Ora, Piero Lotito, nel romanzo “Di freccia e di gelo”, Mondadori 2024 (pp. 196, € 19), su quelle “inesauribili informazioni” scientifiche ha innestato i suoi preziosi e personali ricordi, adattandoli e ravvivandoli, né da storico né da scienziato, ma in un raffinato gioco di fantasia, che ha stupendamente il sapore della realtà. E della verità.
Da romanziere e cronista, Lotito illumina quell’immaginata cronaca plurisecolare con un inesauribile piacere di farla rivivere romanzandola.
Ed ecco dunque Ötzi, giovane cacciatore insieme con l’amato e burbero papà, a caccia di cervi, stambecchi e caprioli, mentre la mamma, nel recinto domestico, accudiva gli animali da cortile, trattava le pelli, dopo aver scuoiato capre e animali di caccia. E raccoglieva radici ed erbe medicinali e saporiti arbusti per profumati minestroni.
Ötzi imparò presto che la vita era da conquistare e la morte da accettare. Ma anche la vita era da accettare.
Dopo la tragica scomparsa del padre, dovette industriarsi per provvedere al sostentamento della famigliola.

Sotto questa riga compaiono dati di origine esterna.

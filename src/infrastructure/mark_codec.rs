// Mark codec - binary storage format and editable text view for mark maps
//
// Binary entry: u8 label_len | u8 slot | u32 ts_seconds (BE) | label bytes.
// A label_len of 0 ends the stream.
use crate::domain::mark::{storable_label, Mark, MarkMap, Palette};
use crate::domain::time::format_iso_in;
use bytes::{Buf, BufMut, Bytes, BytesMut};
use chrono::{DateTime, Local, NaiveDate, NaiveDateTime, TimeZone};
use thiserror::Error;

const ENTRY_HEADER: usize = 6;
const TEXT_SEPARATOR: &str = "::";

#[derive(Debug, Error, Clone, PartialEq, Eq)]
pub enum MarkCodecError {
    /// Encoded marks do not fit in the storage budget.
    #[error("Too much data (limit={limit}B)")]
    BudgetExceeded { limit: usize, required: usize },
}

/// Decodes a mark buffer. Slots are reduced into the palette range, later
/// entries replace earlier ones on the same slot, and a truncated trailing
/// entry is ignored.
pub fn decode_marks(mut buf: &[u8], palette: &Palette) -> MarkMap {
    let mut marks = MarkMap::new();
    while buf.remaining() >= ENTRY_HEADER {
        let len = usize::from(buf.get_u8());
        if len == 0 {
            break;
        }
        let slot = palette.wrap(buf.get_u8());
        let ts = i64::from(buf.get_u32()) * 1000;
        if buf.remaining() < len {
            tracing::warn!("Truncated mark entry for slot {}, dropping tail", slot);
            break;
        }
        let label = String::from_utf8_lossy(&buf[..len]).into_owned();
        buf.advance(len);
        marks.insert(Mark::new(slot, ts, label));
    }
    marks
}

/// Encodes every mark in ascending slot order into at most `budget` bytes,
/// the closing zero byte included.
pub fn encode_marks(marks: &MarkMap, palette: &Palette, budget: usize) -> Result<Bytes, MarkCodecError> {
    let mut buf = BytesMut::with_capacity(budget);
    for mark in marks.ordered() {
        let label = wire_label(mark);
        let required = buf.len() + ENTRY_HEADER + label.len() + 1;
        if required > budget {
            return Err(MarkCodecError::BudgetExceeded {
                limit: budget,
                required: required + remaining_size(marks, mark.slot),
            });
        }
        buf.put_u8(label.len() as u8);
        buf.put_u8(palette.wrap(mark.slot));
        buf.put_u32(wire_seconds(mark.ts));
        buf.put_slice(label.as_bytes());
    }
    if buf.len() + 1 > budget {
        return Err(MarkCodecError::BudgetExceeded {
            limit: budget,
            required: buf.len() + 1,
        });
    }
    buf.put_u8(0);
    Ok(buf.freeze())
}

/// Encoded size of the marks after `slot`, for the overflow report.
fn remaining_size(marks: &MarkMap, slot: u8) -> usize {
    marks
        .ordered()
        .filter(|m| m.slot > slot)
        .map(|m| ENTRY_HEADER + wire_label(m).len())
        .sum()
}

/// Label as written; a no-op for marks built through `Mark::new`.
fn wire_label(mark: &Mark) -> String {
    storable_label(mark.slot, &mark.label)
}

fn wire_seconds(ts_ms: i64) -> u32 {
    ts_ms.div_euclid(1000).clamp(0, i64::from(u32::MAX)) as u32
}

/// One `#<slot> :: <local time> :: <label>` line per mark; an empty map
/// gives a single newline.
pub fn to_text(marks: &MarkMap) -> String {
    to_text_in(marks, &Local)
}

pub fn to_text_in<Tz: TimeZone>(marks: &MarkMap, tz: &Tz) -> String
where
    Tz::Offset: std::fmt::Display,
{
    let lines: Vec<String> = marks
        .ordered()
        .map(|m| format!("#{} :: {} :: {}", m.slot, format_iso_in(m.ts, tz), wire_label(m)))
        .collect();
    lines.join("\n") + "\n"
}

/// Parses the text view. Lines without a `#<digits>` slot or a readable
/// timestamp are skipped; the last line for a slot wins.
pub fn parse_text(text: &str) -> MarkMap {
    parse_text_in(text, &Local)
}

pub fn parse_text_in<Tz: TimeZone>(text: &str, tz: &Tz) -> MarkMap {
    let mut marks = MarkMap::new();
    for line in text.split('\n') {
        if let Some(mark) = parse_line(line, tz) {
            marks.insert(mark);
        }
    }
    marks
}

fn parse_line<Tz: TimeZone>(line: &str, tz: &Tz) -> Option<Mark> {
    let mut parts = line.split(TEXT_SEPARATOR);
    let slot = parse_slot(parts.next()?)?;
    let ts = parse_timestamp(parts.next()?.trim(), tz)?;
    let label = parts.next().unwrap_or("").trim();
    Some(Mark::new(slot, ts, label))
}

fn parse_slot(part: &str) -> Option<u8> {
    let digits = part.trim().strip_prefix('#')?;
    if digits.is_empty() || !digits.bytes().all(|b| b.is_ascii_digit()) {
        return None;
    }
    digits.parse().ok()
}

const NAIVE_FORMATS: [&str; 4] = [
    "%Y-%m-%d %H:%M:%S",
    "%Y-%m-%dT%H:%M:%S",
    "%Y-%m-%d %H:%M",
    "%Y-%m-%dT%H:%M",
];

/// Accepts RFC 3339, or naive date/time forms read in `tz`.
fn parse_timestamp<Tz: TimeZone>(s: &str, tz: &Tz) -> Option<i64> {
    if s.is_empty() {
        return None;
    }
    if let Ok(dt) = DateTime::parse_from_rfc3339(s) {
        return Some(dt.timestamp_millis());
    }
    let naive = NAIVE_FORMATS
        .iter()
        .find_map(|fmt| NaiveDateTime::parse_from_str(s, fmt).ok())
        .or_else(|| {
            NaiveDate::parse_from_str(s, "%Y-%m-%d")
                .ok()
                .and_then(|d| d.and_hms_opt(0, 0, 0))
        })?;
    tz.from_local_datetime(&naive)
        .earliest()
        .map(|dt| dt.timestamp_millis())
}
// Chart service - Use case for loading a chart session
use crate::application::mark_store::MarkStore;
use crate::application::sensor_repository::{SampleFeed, SensorRepository};
use crate::application::session::ChartSession;
use crate::domain::chart::ChartData;
use crate::domain::mark::Palette;
use crate::infrastructure::sample_codec;
use std::sync::Arc;

#[derive(Clone)]
pub struct ChartService {
    repository: Arc<dyn SensorRepository>,
    palette: Palette,
    marks_budget: usize,
}

impl ChartService {
    pub fn new(repository: Arc<dyn SensorRepository>, palette: Palette, marks_budget: usize) -> Self {
        Self {
            repository,
            palette,
            marks_budget,
        }
    }

    /// Fetches samples and marks concurrently and builds the session once
    /// both are in. A failed fetch is logged and treated as empty.
    pub async fn load(&self) -> ChartSession {
        let (samples, marks) = tokio::join!(self.repository.fetch_samples(), self.repository.fetch_marks());

        let feed = samples.unwrap_or_else(|e| {
            tracing::error!("Error fetching samples: {:#}", e);
            SampleFeed::default()
        });
        let marks = match marks {
            Ok(bytes) => Some(bytes),
            Err(e) => {
                tracing::error!("Error fetching marks: {:#}", e);
                None
            }
        };

        let samples = sample_codec::decode(&feed.bytes, feed.fetched_at_ms);
        let chart = ChartData::new(samples);
        tracing::debug!(
            "Loaded {} samples, {} active series",
            chart.samples.len(),
            chart.series.len()
        );

        let store = MarkStore::load(marks, self.palette.clone(), self.marks_budget);
        ChartSession::new(chart, store)
    }
}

Ötzi era abile nell’adattarsi alla vita e alla vita pratica. Per esempio, un arco perfetto. Ötzi – impariamo anche noi qualcosa – lavorando con una selce affilata, ripulì e adattò un giovane ramo strappato dall’”albero della morte”, così chiamato a causa dei tossici veleni dei suoi frutti e delle sue intoccabili linfe.

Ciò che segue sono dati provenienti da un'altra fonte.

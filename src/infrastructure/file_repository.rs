// File-backed repository - sample feed and mark buffer kept on local disk
use crate::application::sensor_repository::{SampleFeed, SensorRepository};
use anyhow::{Context, Result};
use async_trait::async_trait;
use bytes::Bytes;
use std::io::ErrorKind;
use std::path::PathBuf;

#[derive(Debug, Clone)]
pub struct FileRepository {
    samples_path: PathBuf,
    marks_path: PathBuf,
}

impl FileRepository {
    pub fn new(samples_path: PathBuf, marks_path: PathBuf) -> Self {
        Self {
            samples_path,
            marks_path,
        }
    }
}

#[async_trait]
impl SensorRepository for FileRepository {
    async fn fetch_samples(&self) -> Result<SampleFeed> {
        let bytes = tokio::fs::read(&self.samples_path)
            .await
            .with_context(|| format!("Failed to read samples from {}", self.samples_path.display()))?;
        let fetched_at_ms = chrono::Utc::now().timestamp_millis();
        tracing::debug!("Read {}B of samples from {}", bytes.len(), self.samples_path.display());
        Ok(SampleFeed {
            bytes: Bytes::from(bytes),
            fetched_at_ms,
        })
    }

    async fn fetch_marks(&self) -> Result<Bytes> {
        match tokio::fs::read(&self.marks_path).await {
            Ok(bytes) => Ok(Bytes::from(bytes)),
            Err(e) if e.kind() == ErrorKind::NotFound => Ok(Bytes::new()),
            Err(e) => Err(e).with_context(|| format!("Failed to read marks from {}", self.marks_path.display())),
        }
    }

    async fn store_marks(&self, payload: Bytes) -> Result<()> {
        // Write aside and rename so readers never see a half-written buffer
        let tmp = self.marks_path.with_extension("tmp");
        tokio::fs::write(&tmp, &payload)
            .await
            .with_context(|| format!("Failed to write marks to {}", tmp.display()))?;
        tokio::fs::rename(&tmp, &self.marks_path)
            .await
            .with_context(|| format!("Failed to replace {}", self.marks_path.display()))?;
        tracing::debug!("Stored {}B of marks", payload.len());
        Ok(())
    }
}

#[cfg(test)]
mod tests {
    use super::*;
    use std::time::{SystemTime, UNIX_EPOCH};

    fn scratch_dir(name: &str) -> PathBuf {
        let nanos = SystemTime::now().duration_since(UNIX_EPOCH).unwrap().as_nanos();
        let dir = std::env::temp_dir().join(format!("aqm-chart-{}-{}", name, nanos));
        std::fs::create_dir_all(&dir).unwrap();
        dir
    }

    #[tokio::test]
    async fn test_missing_marks_file_is_empty() {
        let dir = scratch_dir("missing");
        let repo = FileRepository::new(dir.join("samples.bin"), dir.join("marks.bin"));

        assert!(repo.fetch_marks().await.unwrap().is_empty());
        assert!(repo.fetch_samples().await.is_err());
    }

    #[tokio::test]
    async fn test_store_then_fetch_marks() {
        let dir = scratch_dir("store");
        let repo = FileRepository::new(dir.join("samples.bin"), dir.join("marks.bin"));
        std::fs::write(dir.join("samples.bin"), [0u8; 24]).unwrap();

        repo.store_marks(Bytes::from_static(&[1, 0, 0, 0, 0, 1, b'a', 0]))
            .await
            .unwrap();
        assert_eq!(repo.fetch_marks().await.unwrap().len(), 8);

        let feed = repo.fetch_samples().await.unwrap();
        assert_eq!(feed.bytes.len(), 24);
        assert!(feed.fetched_at_ms > 0);
    }
}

Di capitolo in capitolo (che sono ben 27) scopriamo la vita di Ötzi, le esperienze, le avventure, le disgrazie, le imprudenze, gli incidenti.

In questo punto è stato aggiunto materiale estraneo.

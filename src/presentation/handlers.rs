// HTTP request handlers
use crate::application::mark_store::{CommitStatus, EditOutcome, MarkStore};
use crate::domain::chart::ChartData;
use crate::domain::series::{AxisGroup, SeriesDescriptor};
use crate::infrastructure::csv_export::csv_response;
use crate::infrastructure::http_response::{accepts_brotli, binary_response, OCTET_STREAM};
use crate::infrastructure::sample_codec;
use crate::presentation::app_state::AppState;
use axum::{
    body::Bytes,
    extract::State,
    http::{header, HeaderMap, StatusCode},
    response::{IntoResponse, Response},
    Json,
};
use serde::Serialize;
use std::sync::Arc;

#[derive(Debug, Serialize)]
pub struct SeriesView {
    pub series: Vec<SeriesDescriptor>,
    pub axes: Vec<AxisGroup>,
}

/// Health check endpoint
pub async fn health_check() -> &'static str {
    "ok"
}

fn into_response(result: Result<Response, StatusCode>) -> Response {
    result.unwrap_or_else(|status| status.into_response())
}

/// Raw sample feed, passed through unchanged
pub async fn samples_bin(headers: HeaderMap, State(state): State<Arc<AppState>>) -> Response {
    match state.repository.fetch_samples().await {
        Ok(feed) => into_response(binary_response(feed.bytes, OCTET_STREAM, accepts_brotli(&headers)).await),
        Err(e) => {
            tracing::error!("Error fetching samples: {:#}", e);
            StatusCode::BAD_GATEWAY.into_response()
        }
    }
}

/// Decoded samples as fixed-width CSV
pub async fn samples_csv(State(state): State<Arc<AppState>>) -> Response {
    match state.repository.fetch_samples().await {
        Ok(feed) => {
            let samples = sample_codec::decode(&feed.bytes, feed.fetched_at_ms);
            into_response(csv_response(samples, feed.fetched_at_ms))
        }
        Err(e) => {
            tracing::error!("Error fetching samples for CSV: {:#}", e);
            StatusCode::BAD_GATEWAY.into_response()
        }
    }
}

/// Active series and their axis layout for the current feed
pub async fn chart_series(State(state): State<Arc<AppState>>) -> Response {
    match state.repository.fetch_samples().await {
        Ok(feed) => {
            let chart = ChartData::new(sample_codec::decode(&feed.bytes, feed.fetched_at_ms));
            Json(SeriesView {
                series: chart.series,
                axes: chart.axes,
            })
            .into_response()
        }
        Err(e) => {
            tracing::error!("Error fetching samples for series: {:#}", e);
            StatusCode::BAD_GATEWAY.into_response()
        }
    }
}

/// Stored mark buffer; a lone terminator when nothing was saved
pub async fn get_marks_bin(State(state): State<Arc<AppState>>) -> Response {
    match state.repository.fetch_marks().await {
        Ok(bytes) => {
            let bytes = if bytes.is_empty() { Bytes::from_static(&[0]) } else { bytes };
            into_response(binary_response(bytes, OCTET_STREAM, false).await)
        }
        Err(e) => {
            tracing::error!("Error fetching marks: {:#}", e);
            StatusCode::BAD_GATEWAY.into_response()
        }
    }
}

/// Replaces the stored mark buffer wholesale
pub async fn put_marks_bin(State(state): State<Arc<AppState>>, body: Bytes) -> Response {
    let mut store = state.marks.lock().await;
    if body.is_empty() {
        return StatusCode::BAD_REQUEST.into_response();
    }
    if body.len() > store.budget() {
        tracing::warn!("Rejected {}B mark upload (limit={}B)", body.len(), store.budget());
        return StatusCode::PAYLOAD_TOO_LARGE.into_response();
    }

    if let Err(e) = state.repository.store_marks(body.clone()).await {
        tracing::error!("Error storing marks: {:#}", e);
        return StatusCode::BAD_GATEWAY.into_response();
    }
    let reloaded = MarkStore::load(Some(body), store.palette().clone(), store.budget());
    *store = reloaded;
    StatusCode::NO_CONTENT.into_response()
}

/// Text view of the server-side mark map
pub async fn get_marks_txt(State(state): State<Arc<AppState>>) -> Response {
    let text = state.marks.lock().await.text();
    ([(header::CONTENT_TYPE, "text/plain; charset=utf-8")], text).into_response()
}

/// Applies an edited text view; over-budget edits stay in memory but are
/// not saved
pub async fn put_marks_txt(State(state): State<Arc<AppState>>, body: String) -> Response {
    let mut store = state.marks.lock().await;
    match store.apply_text(&body) {
        EditOutcome::Unchanged => StatusCode::NO_CONTENT.into_response(),
        EditOutcome::Committed(CommitStatus::Ready) => {
            if let Some(payload) = store.persist_payload() {
                state.persister.submit(payload);
            }
            StatusCode::NO_CONTENT.into_response()
        }
        EditOutcome::Committed(CommitStatus::OverBudget { .. }) => {
            let message = store.warning().unwrap_or_default().to_string();
            (StatusCode::PAYLOAD_TOO_LARGE, message).into_response()
        }
    }
}

#[cfg(test)]
mod tests {
    use super::*;
    use crate::application::chart_service::ChartService;
    use crate::application::mark_persister::tests::MemoryRepository;
    use crate::application::mark_persister::{MarkPersister, RetryPolicy};
    use crate::application::sensor_repository::SensorRepository;
    use crate::domain::mark::Palette;
    use crate::infrastructure::sample_codec::{encode, RawSample};
    use std::sync::atomic::Ordering;
    use std::time::Duration;

    async fn state(repo: Arc<MemoryRepository>, budget: usize) -> Arc<AppState> {
        let repository: Arc<dyn SensorRepository> = repo;
        let service = ChartService::new(repository.clone(), Palette::default(), budget);
        let persister = MarkPersister::spawn(repository.clone(), RetryPolicy::default());
        Arc::new(AppState::load(&service, repository, persister).await)
    }

    async fn body_text(response: Response) -> String {
        let bytes = axum::body::to_bytes(response.into_body(), usize::MAX).await.unwrap();
        String::from_utf8(bytes.to_vec()).unwrap()
    }

    fn feed() -> Bytes {
        let mut newest = RawSample::empty(0.0);
        newest.pm[0] = 120;
        newest.aux[3] = 4;
        encode(&[newest, RawSample::empty(60_000.0)])
    }

    #[tokio::test]
    async fn test_health_check() {
        assert_eq!(health_check().await, "ok");
    }

    #[tokio::test]
    async fn test_samples_csv_rows() {
        let repo = Arc::new(MemoryRepository {
            samples: feed(),
            ..Default::default()
        });
        let response = samples_csv(State(state(repo, 512).await)).await;
        assert_eq!(response.status(), StatusCode::OK);

        let text = body_text(response).await;
        let lines: Vec<&str> = text.lines().collect();
        assert_eq!(lines.len(), 3);
        assert!(lines[0].starts_with("time_offset, pm10"));
        assert!(lines[1].starts_with("      0.0,  12.0,"));
        assert!(lines[2].starts_with("     60.0,      ,"));
    }

    #[tokio::test]
    async fn test_chart_series_json() {
        let repo = Arc::new(MemoryRepository {
            samples: feed(),
            ..Default::default()
        });
        let response = chart_series(State(state(repo, 512).await)).await;
        let json: serde_json::Value = serde_json::from_str(&body_text(response).await).unwrap();

        let fields: Vec<&str> = json["series"]
            .as_array()
            .unwrap()
            .iter()
            .map(|s| s["field"].as_str().unwrap())
            .collect();
        assert_eq!(fields, ["pm10", "nox"]);
        assert_eq!(json["axes"].as_array().unwrap().len(), 2);
    }

    #[tokio::test]
    async fn test_marks_bin_defaults_to_terminator() {
        let repo = Arc::new(MemoryRepository::default());
        let response = get_marks_bin(State(state(repo, 512).await)).await;
        assert_eq!(response.status(), StatusCode::OK);
        assert_eq!(body_text(response).await, "\0");
    }

    #[tokio::test]
    async fn test_put_marks_bin_limits() {
        let repo = Arc::new(MemoryRepository::default());
        let app = state(repo.clone(), 8).await;

        let response = put_marks_bin(State(app.clone()), Bytes::new()).await;
        assert_eq!(response.status(), StatusCode::BAD_REQUEST);

        let response = put_marks_bin(State(app.clone()), Bytes::from(vec![0u8; 9])).await;
        assert_eq!(response.status(), StatusCode::PAYLOAD_TOO_LARGE);
        assert_eq!(repo.writes.load(Ordering::SeqCst), 0);

        let payload = Bytes::from_static(&[1, 2, 0, 0, 0, 60, b'a', 0]);
        let response = put_marks_bin(State(app.clone()), payload.clone()).await;
        assert_eq!(response.status(), StatusCode::NO_CONTENT);
        assert_eq!(*repo.marks.lock().unwrap(), payload);
        assert_eq!(app.marks.lock().await.marks().len(), 1);
    }

    #[tokio::test(start_paused = true)]
    async fn test_put_marks_txt_commit_protocol() {
        let repo = Arc::new(MemoryRepository::default());
        let app = state(repo.clone(), 12).await;

        let response = put_marks_txt(State(app.clone()), "\n".into()).await;
        assert_eq!(response.status(), StatusCode::NO_CONTENT);
        assert_eq!(repo.writes.load(Ordering::SeqCst), 0);

        let response = put_marks_txt(State(app.clone()), "#0 :: 2024-06-10T08:00:00Z :: a\n".into()).await;
        assert_eq!(response.status(), StatusCode::NO_CONTENT);
        tokio::time::sleep(Duration::from_millis(10)).await;
        assert_eq!(repo.writes.load(Ordering::SeqCst), 1);
        assert_eq!(repo.marks.lock().unwrap().len(), 8);

        let edit = "#0 :: 2024-06-10T08:00:00Z :: a\n#1 :: 2024-06-10T09:00:00Z :: b\n";
        let response = put_marks_txt(State(app.clone()), edit.into()).await;
        assert_eq!(response.status(), StatusCode::PAYLOAD_TOO_LARGE);
        assert_eq!(body_text(response).await, "Too much data (limit=12B)");
        tokio::time::sleep(Duration::from_millis(10)).await;
        assert_eq!(repo.writes.load(Ordering::SeqCst), 1);

        let text = body_text(get_marks_txt(State(app)).await).await;
        assert_eq!(text.lines().count(), 2);
    }
}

E l’amicizia, l’amore e il sesso: anch’essi illuminata esemplarità di eterni valori, ieri come oggi. Ma anche la solitudine, dopo la morte anche della mamma.
Non solo i valori “buoni” accompagnavano le sue giornate di cacciatore ormai a tempo pieno, in quel suo villaggio di pastori e contadini. Doveva fare i conti anche con la loro ostilità, l’invidia, la diffidenza. E con i vecchi amici, ora anche sposi e padri, che gli avevano girate le spalle, ma che, per l’antico affetto, gli consigliavano di lasciare il villaggio…
Sì, quel povero corpo di fragili ossa e pelle incartapecorita, scoperto nel 1991, e conservato in un museo di Bolzano, in un sarcofago di ghiaccio e gelo, senza i quali diverrebbe soltanto fango, il suo scheletro sa ancora rivelare i muscoli, i nervi e le vene, ed è stato studiato, minuziosamente analizzato da scienziati e ricercatori. Si sa che è morto a 46 anni, che era alto un metro e cinquantasei centimetri, ma della sua vita, dei suoi sentimenti, delle sue abitudini non si sa niente. Ha provveduto Lotito, creando un mondo parallelo alla scienza, quello della fantasia, complementare ma non antagonista. Non vuole competere con il rigore di macchine di precisione e calcoli matematici. Sapiente e interessante uno, commovente ed entusiasmante l’altro. Soprattutto per servirsi della scienza e tramutarla – perché no? – in poesia.